I've come to use the term of Jewish Penicillin for Chicken Soup whenever I'm starting to come down with a cold. It's a great remedy and works really well. However, the term was not used during the 19th Century so be careful in your historical novel not to call Chicken Soup by that name. What is interesting is that Chicken broth was often used for the 'invalid' during that time period.
Below are some recipes for Chicken Soup.
Chicken Broth for the Invalid.—Procure a dry-picked Philadelphia roasting chicken; cut it in halves; put one half in the ice box; chop the other half into neat pieces; put it into a small saucepan; add one quart of cold water, a little salt and a leaf of celery; simmer gently for two hours; remove the oily particles thoroughly ; strain the broth into a bowl; when cooled a little, serve to the convalescent. Serve the meat with the broth.
Chicken Soup.—Take three young male chickens; cut them up; put them in a saucepan with three quarts of veal stock. (A sliced carrot, one turnip, and one head of celery may be put with them and removed before the soup is thickened.) Let them simmer for an hour. Remove all the white flesh; return the rest of the birds to the soup, and boil gently for two hours. Pour a little of the liquid over a quarter of a pound of bread crumbs, and when l8 CHICKEN SOUP, NO. 2.
they are well soaked put it in a mortar with the white flesh of the birds, and pound the whole to a smooth paste: add a pinch of ground mace, salt, and a little cayenne pepper; press the mixture through a sieve, and boil once more, adding a pint of boiling cream: thicken with a little flour mixed in cold milk; remove the bones, and serve.
Chicken Soup, No. 2.—Cut up one chicken, put into a stewpan two quarts of cold water, a teaspoonful of salt, and one pod of red pepper; when half done add two desert spoonfuls of well washed rice : when thoroughly cooked, remove the bird from the soup, tear a part of the breast into shreds (saving the remainder of the fowl for a salad), and add it to the soup with a wine-glass full of cream.
Clam Broth.—Procure three dozen littleneck clams in the shell; wash them well in cold water; put them in a saucepan, cover with a quart of hot water; boil fifteen minutes ; drain; remove the shells ; chop up the clams, and add them to the hot broth with a pat of butter; salt if necessary and add a little cayenne; boil ten minutes, pour into a soup tureen, add a slice of toast, and send to table. This is the mode adopted when we do not have a clam opener in the house.
Source: Fifty Soups ©1884
Brown Chicken Soup.—Cut up a nicely dressed chicken. Put it in the pot with water to cover it, which must be measured, and half as much more added to it before the soup is dished. Keep it covered tight, boiling slowly, and take off the fat as fast as it rises. When the chicken is tender, take it from the pot, and mince it very fine. Season it to the taste, and brown it with butter, in a spider, or dripping pan. When brown, put it back in the pot. Brown together butter and flour, and make rich gravy, by adding a pint of the soup; stir this in the soup, and season it with a little pepper, salt, and butter. Be careful the chopped chicken does not settle, and burn on the pot. It will be well to turn a small plate in the bottom of the kettle, to prevent this. Toast bread quite brown and dry, but don't burn it, and lay the toast in tho tureen, and serve it with the soup; stir the chicken through it, and pour it in the tureen.
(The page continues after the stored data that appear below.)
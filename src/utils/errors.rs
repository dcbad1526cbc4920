//! Sistema de manejo de errores
//!
//! Este módulo define todos los tipos de errores del sistema
//! y su conversión a respuestas HTTP apropiadas.

use axum::{
    http::StatusCode,
    response::{IntoResponse, Response},
    Json,
};
use serde::Serialize;
use serde_json::json;
use thiserror::Error;
use uuid::Uuid;

use crate::models::order::OrderStatus;

/// Errores principales de la aplicación
#[derive(Error, Debug)]
pub enum AppError {
    #[error("Database error: {0}")]
    Database(#[from] sqlx::Error),

    #[error("Validation error: {0}")]
    Validation(#[from] validator::ValidationErrors),

    #[error("Not found: {0}")]
    NotFound(String),

    #[error("Invalid argument: {0}")]
    InvalidArgument(String),

    #[error("Invalid status transition from {from} to {to}")]
    InvalidTransition {
        from: OrderStatus,
        to: OrderStatus,
        allowed: Vec<OrderStatus>,
    },

    #[error("Invalid state: {message}")]
    InvalidState {
        message: String,
        current: Option<OrderStatus>,
    },

    #[error("Conflict: {0}")]
    Conflict(String),

    #[error("Precondition failed: {0}")]
    PreconditionFailed(String),

    #[error("Forbidden: {0}")]
    Forbidden(String),

    #[error("Upstream unavailable: {0}")]
    UpstreamUnavailable(String),

    #[error("Bulk update rejected: {} order(s) failed validation", .0.len())]
    BulkRejected(Vec<BulkFailure>),

    #[error("Internal server error: {0}")]
    Internal(String),
}

/// Orden que no pasó la validación de una actualización masiva
#[derive(Debug, Clone, Serialize, PartialEq)]
pub struct BulkFailure {
    pub order_id: Uuid,
    pub current_status: Option<OrderStatus>,
    pub reason: String,
}

/// Respuesta de error para la API
#[derive(Debug, serde::Serialize)]
struct ErrorResponse {
    error: String,
    message: String,
    #[serde(skip_serializing_if = "Option::is_none")]
    details: Option<serde_json::Value>,
    #[serde(skip_serializing_if = "Option::is_none")]
    code: Option<String>,
}

impl ErrorResponse {
    fn new(error: &str, message: String, code: &str) -> Self {
        Self {
            error: error.to_string(),
            message,
            details: None,
            code: Some(code.to_string()),
        }
    }

    fn with_details(mut self, details: serde_json::Value) -> Self {
        self.details = Some(details);
        self
    }
}

impl IntoResponse for AppError {
    fn into_response(self) -> Response {
        let (status, error_response) = match self {
            AppError::Database(e) => {
                tracing::error!("❌ Database error: {}", e);
                (
                    StatusCode::INTERNAL_SERVER_ERROR,
                    ErrorResponse::new(
                        "Database Error",
                        "An error occurred while accessing the database".to_string(),
                        "DB_ERROR",
                    ),
                )
            }

            AppError::Validation(e) => (
                StatusCode::BAD_REQUEST,
                ErrorResponse::new(
                    "Validation Error",
                    "The provided data is invalid".to_string(),
                    "VALIDATION_ERROR",
                )
                .with_details(json!(e)),
            ),

            AppError::NotFound(msg) => (
                StatusCode::NOT_FOUND,
                ErrorResponse::new("Not Found", msg, "NOT_FOUND"),
            ),

            AppError::InvalidArgument(msg) => (
                StatusCode::BAD_REQUEST,
                ErrorResponse::new("Invalid Argument", msg, "INVALID_ARGUMENT"),
            ),

            AppError::InvalidTransition { from, to, allowed } => (
                StatusCode::CONFLICT,
                ErrorResponse::new(
                    "Invalid Transition",
                    format!("Cannot move order from {} to {}", from, to),
                    "INVALID_TRANSITION",
                )
                .with_details(json!({
                    "current_status": from,
                    "requested_status": to,
                    "allowed_statuses": allowed,
                })),
            ),

            AppError::InvalidState { message, current } => (
                StatusCode::CONFLICT,
                ErrorResponse::new("Invalid State", message, "INVALID_STATE")
                    .with_details(json!({ "current_status": current })),
            ),

            AppError::Conflict(msg) => (
                StatusCode::CONFLICT,
                ErrorResponse::new("Conflict", msg, "CONFLICT"),
            ),

            AppError::PreconditionFailed(msg) => (
                StatusCode::UNPROCESSABLE_ENTITY,
                ErrorResponse::new("Precondition Failed", msg, "PRECONDITION_FAILED"),
            ),

            AppError::Forbidden(msg) => (
                StatusCode::FORBIDDEN,
                ErrorResponse::new("Forbidden", msg, "FORBIDDEN"),
            ),

            AppError::UpstreamUnavailable(msg) => {
                tracing::warn!("⚠️ Upstream unavailable: {}", msg);
                (
                    StatusCode::SERVICE_UNAVAILABLE,
                    ErrorResponse::new(
                        "Service Unavailable",
                        "An upstream service is temporarily unavailable".to_string(),
                        "UPSTREAM_UNAVAILABLE",
                    ),
                )
            }

            AppError::BulkRejected(failures) => (
                StatusCode::CONFLICT,
                ErrorResponse::new(
                    "Bulk Update Rejected",
                    format!("{} order(s) cannot take the requested status", failures.len()),
                    "BULK_REJECTED",
                )
                .with_details(json!({ "failures": failures })),
            ),

            AppError::Internal(msg) => {
                tracing::error!("❌ Internal error: {}", msg);
                (
                    StatusCode::INTERNAL_SERVER_ERROR,
                    ErrorResponse::new(
                        "Internal Server Error",
                        "An unexpected error occurred".to_string(),
                        "INTERNAL_ERROR",
                    ),
                )
            }
        };

        (status, Json(error_response)).into_response()
    }
}

/// Resultado tipado para operaciones que pueden fallar
pub type AppResult<T> = Result<T, AppError>;

/// Función helper para crear errores de recurso no encontrado
pub fn not_found_error(resource: &str, id: &str) -> AppError {
    AppError::NotFound(format!("{} with id '{}' not found", resource, id))
}

/// Función helper para crear errores de conflicto
pub fn conflict_error(resource: &str, field: &str, value: &str) -> AppError {
    AppError::Conflict(format!("{} with {} '{}' already exists", resource, field, value))
}

/// Función helper para crear errores de acceso prohibido
pub fn forbidden_error(operation: &str, reason: &str) -> AppError {
    AppError::Forbidden(format!("Cannot {}: {}", operation, reason))
}

/// Función helper para crear errores de argumento inválido
pub fn invalid_argument(message: impl Into<String>) -> AppError {
    AppError::InvalidArgument(message.into())
}

/// Detectar violaciones de unicidad de Postgres (SQLSTATE 23505)
pub fn is_unique_violation(error: &sqlx::Error) -> bool {
    match error {
        sqlx::Error::Database(db_error) => db_error.code().as_deref() == Some("23505"),
        _ => false,
    }
}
White Chicken Soup.—Prepare the fowl, as in brown chicken soup, with the same quantity of water. When tender, remove it from the pot, and put into the soup a half teacup of washed pearl barley. Mince the meat fine, season it, and make it into balls with egg and flour, the size of marbles. Season the soup with salt, pepper, and butter. If the barley has not thickened the soup sufficiently, add a little flour stirred in water. Ten minutes before dishing, drop in the meat balls. The soup must be kept only boiling hot, or the balls will break in pieces. Toast bread lightly, or use cracker to crumb in the soup at the table. Celery and sour pickles give relish to chicken soups. Rabbits, squirrels, or birds, can be made into either white or brown soups.
Source: The Housekeeper's Encyclopedia ©1861
PLAIN CHICKEN SOUP.
The flesh of the fowl from which the stock is to be made, should, with the exception of the breast, be cut into small pieces, and the bones broken. The breast, with the skin as perfect as possible, should be placed in the pot whole, on top of the prepared material, and removed as soon as tender. To each quart of stock, when strained and skimmed, add an ounce of rice, and let simmer three-quarters of an hour, then add the breast of the chicken, cut in dice, a little minced parsley, and salt and pepper to taste. Plain chicken soup is much improved if about a pound of round steak be cut up and cooked with the fowl.
To this soup add a pint of sweet cream, thicken with flour, and flavor highly with celery, and the product will be a much admired white soup— cream of celery soup;—or if the celery and cream be omitted, the addition of half a teaspoonful of curry powder will transform it into a choice Mulligatawny soup.